Stealing Education?

Review of : Cutting School:  Privatization, Segregation, and The End of Public Education

 

Author:  Noliwe Rooks

If you care about Race and Class and their intersection with Public Education in the United States, then you won’t be the same person after reading Cutting School.

In this chronicle of the historical (and ongoing) assault on public education, Rooks introduces a brilliant concept – segrenomics (a portmanteau for which we must both thank and applaud Rooks)– as the motive force behind an invidiously race and class based system of public education.    In this assault, the aggressors are many- both the usual ones and some unusually surprising suspects.

cutting school finalThe history of public education in the United States reads like fiction of the absurd.  It is fraught with racism, corruption, and even the malevolence of liberalism.  The dividing lines remain the same:  Race and Class.  The surprising narrative-so well developed in Cutting School, is that in fact the poor and minority communities in effect subsidize education for the rich and White communities.  Further, well-heeled Entrepreneurs profit from the crime.

What crime?

In the 1954 case Brown v. Board of Education of Topeka, the Supreme Court voted unanimously to declare that “separate educational institutions are inherently unequal, “thereby overturning the 1896 case Plessy v. Ferguson that instituted the “separate but equal” charade that set back black and poor communities for decades.   Separate but equal was declared unconstitutional.   That states and communities did not comply with legally mandated integration and equalization – and still in effect haven’t- is a crime of unbelievable dimensions.

Segregation and inequality hardly ended with the abolishment of slavery.

Shortly after the Civil War, some men of means took it upon themselves to determine what the educational futures of newly liberated Southern Blacks would be.  In this endeavor, altruism was not even on the back burner.  Methods to properly employ Black labor in Capitalist enterprise and how to quell political progressivism amongst Blacks were on their collective minds.

Black communities were always deeply interested in Education.  They were more than willing to donate matching funds and offer large portions of their meager earnings to support their children’s’ right to Education.  They found themselves responsible for building their own schools and in effect subsidizing schools in areas that were off-limits- both geographically and otherwise, to them.

Such is the tyranny of geography.  Put differently, geography has “color.”  This is not simply happenstance however.  Geographical segregation is enforced in a variety of extra-legal ways such that integration of the Races, especially in public education, is an impossible task.  With this separation, equality-at-scale is nigh impossible.

Most people at this point believe that geography does not imply insuperability.  The school bus – no doubt- can cross boundaries can it not?

Enter the connivance of the power-nexus.  To delay- even permanently stave off- integration, busing was considered a separate issue, decoupled from school integration (for those Democrats who laud Joe Biden and his “humanity” a visit to his voting record on busing to end Segregation might be eye-opening.)  Even with de jure integration, segregation remained the de facto standard in both the South and North as busing was not provided and in some cases while the provision of buses was indeed mandated by law, gas and repairs were not.

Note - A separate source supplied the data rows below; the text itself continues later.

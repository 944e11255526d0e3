use std::sync::atomic::{AtomicUsize, Ordering};

use async_trait::async_trait;
use bytes::Bytes;

use crate::error::TransportError;

/// Byte-range access to a remote or local resource.
///
/// This is the transport seam below databins: a server, a file, or a test
/// buffer answering range requests.
#[async_trait]
pub trait RangeSource: Send + Sync {
    /// Read exactly `len` bytes starting at `offset`.
    ///
    /// Returns an error if the range is out of bounds or if the read fails.
    async fn read_range(&self, offset: u64, len: usize) -> Result<Bytes, TransportError>;

    /// Total size of the resource in bytes.
    fn size(&self) -> u64;

    /// Identifier of the resource, for logging.
    fn identifier(&self) -> &str;
}

pub(crate) fn check_bounds(offset: u64, len: usize, size: u64) -> Result<(), TransportError> {
    let end = offset.checked_add(len as u64);
    if end.map_or(true, |end| end > size) {
        return Err(TransportError::RangeOutOfBounds {
            offset,
            requested: len as u64,
            size,
        });
    }
    Ok(())
}

/// In-memory [`RangeSource`], counting the reads it serves.
pub struct MemoryRangeSource {
    data: Bytes,
    identifier: String,
    read_count: AtomicUsize,
}

impl MemoryRangeSource {
    pub fn new(data: impl Into<Bytes>) -> Self {
        Self {
            data: data.into(),
            identifier: "memory://".to_string(),
            read_count: AtomicUsize::new(0),
        }
    }

    pub fn with_identifier(mut self, identifier: impl Into<String>) -> Self {
        self.identifier = identifier.into();
        self
    }

    pub fn read_count(&self) -> usize {
        self.read_count.load(Ordering::SeqCst)
    }
}

#[async_trait]
impl RangeSource for MemoryRangeSource {
    async fn read_range(&self, offset: u64, len: usize) -> Result<Bytes, TransportError> {
        self.read_count.fetch_add(1, Ordering::SeqCst);
        check_bounds(offset, len, self.size())?;

        let start = offset as usize;
        Ok(self.data.slice(start..start + len))
    }

    fn size(&self) -> u64 {
        self.data.len() as u64
    }

    fn identifier(&self) -> &str {
        &self.identifier
    }
}
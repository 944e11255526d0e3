//! Messages delivered to a progressive request.
//!
//! Requesters and databin listeners never call into a request directly. They
//! post [`FetchEvent`]s to the request's queue, and the request handles them
//! when its owner calls
//! [`process_events`](super::ProgressiveFetchRequest::process_events).

use std::fmt;

use tokio::sync::mpsc;

use crate::error::FetchError;

/// Identifies one fetch issued by a requester.
#[derive(Debug, Clone, Copy, PartialEq, Eq, Hash, PartialOrd, Ord)]
pub struct RequestHandle(pub u64);

impl fmt::Display for RequestHandle {
    fn fmt(&self, f: &mut fmt::Formatter<'_>) -> fmt::Result {
        write!(f, "req-{}", self.0)
    }
}

/// Identifies a network channel.
#[derive(Debug, Clone, Copy, PartialEq, Eq, Hash, PartialOrd, Ord)]
pub struct ChannelHandle(pub u64);

impl fmt::Display for ChannelHandle {
    fn fmt(&self, f: &mut fmt::Formatter<'_>) -> fmt::Result {
        write!(f, "chan-{}", self.0)
    }
}

#[derive(Debug, Clone, PartialEq, Eq)]
pub enum FetchEvent {
    /// The request's precincts changed their quality: `layers` complete
    /// layers over every precinct, `fully_loaded` once all databins are whole.
    QualityLayerReached { layers: u32, fully_loaded: bool },

    /// The server finished answering a fetch.
    RequestDone(RequestHandle),

    /// A fetch failed. The request stops until resumed.
    RequestFailed(RequestHandle, FetchError),
}

pub type FetchEventSender = mpsc::UnboundedSender<FetchEvent>;
pub type FetchEventReceiver = mpsc::UnboundedReceiver<FetchEvent>;

/// Create a request's event queue.
pub fn event_channel() -> (FetchEventSender, FetchEventReceiver) {
    mpsc::unbounded_channel()
}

Here, it is important to remember that the communities in despair are typically poor and as with most poor people, extremely busy and fatigued trying to make ends meet.  If every act of affirmation or affirmative resistance is met with legal, extra-legal, and violent measures, the chances of a fundamental change in society is massively reduced.

The story however doesn’t simply end here.  This is not just another example of the intersection of race and poverty leading to collateral damage.  No, the tale is far more sordid.

Fast forward to the Civil Rights era.  Politicians had to devise new ways to enforce their version of  segrenomics.   Instead of suggesting outright that Whites do not want to and should not want to mix with Blacks (Yes, also with other minorities but let’s be clear, the US was built on anti-Black racism), they had to devise new languages and new methods.  Old wine in new bottles no doubt.

As progressivism took root in certain circles in the 60s and 70s so too did this anti-progressive new language.  Instead of openly channeling racists like George Wallace, segregation had to be “dog-whistled.”  Here, the chimerical notion of “choice” was introduced.  Parents should have a choice where to send their kids.  Seems logical, even fair.  Right below the surface, however, it was a way to gut Public Education while using Federal funding to support private and/or charter schools in which segregation was easier to maintain.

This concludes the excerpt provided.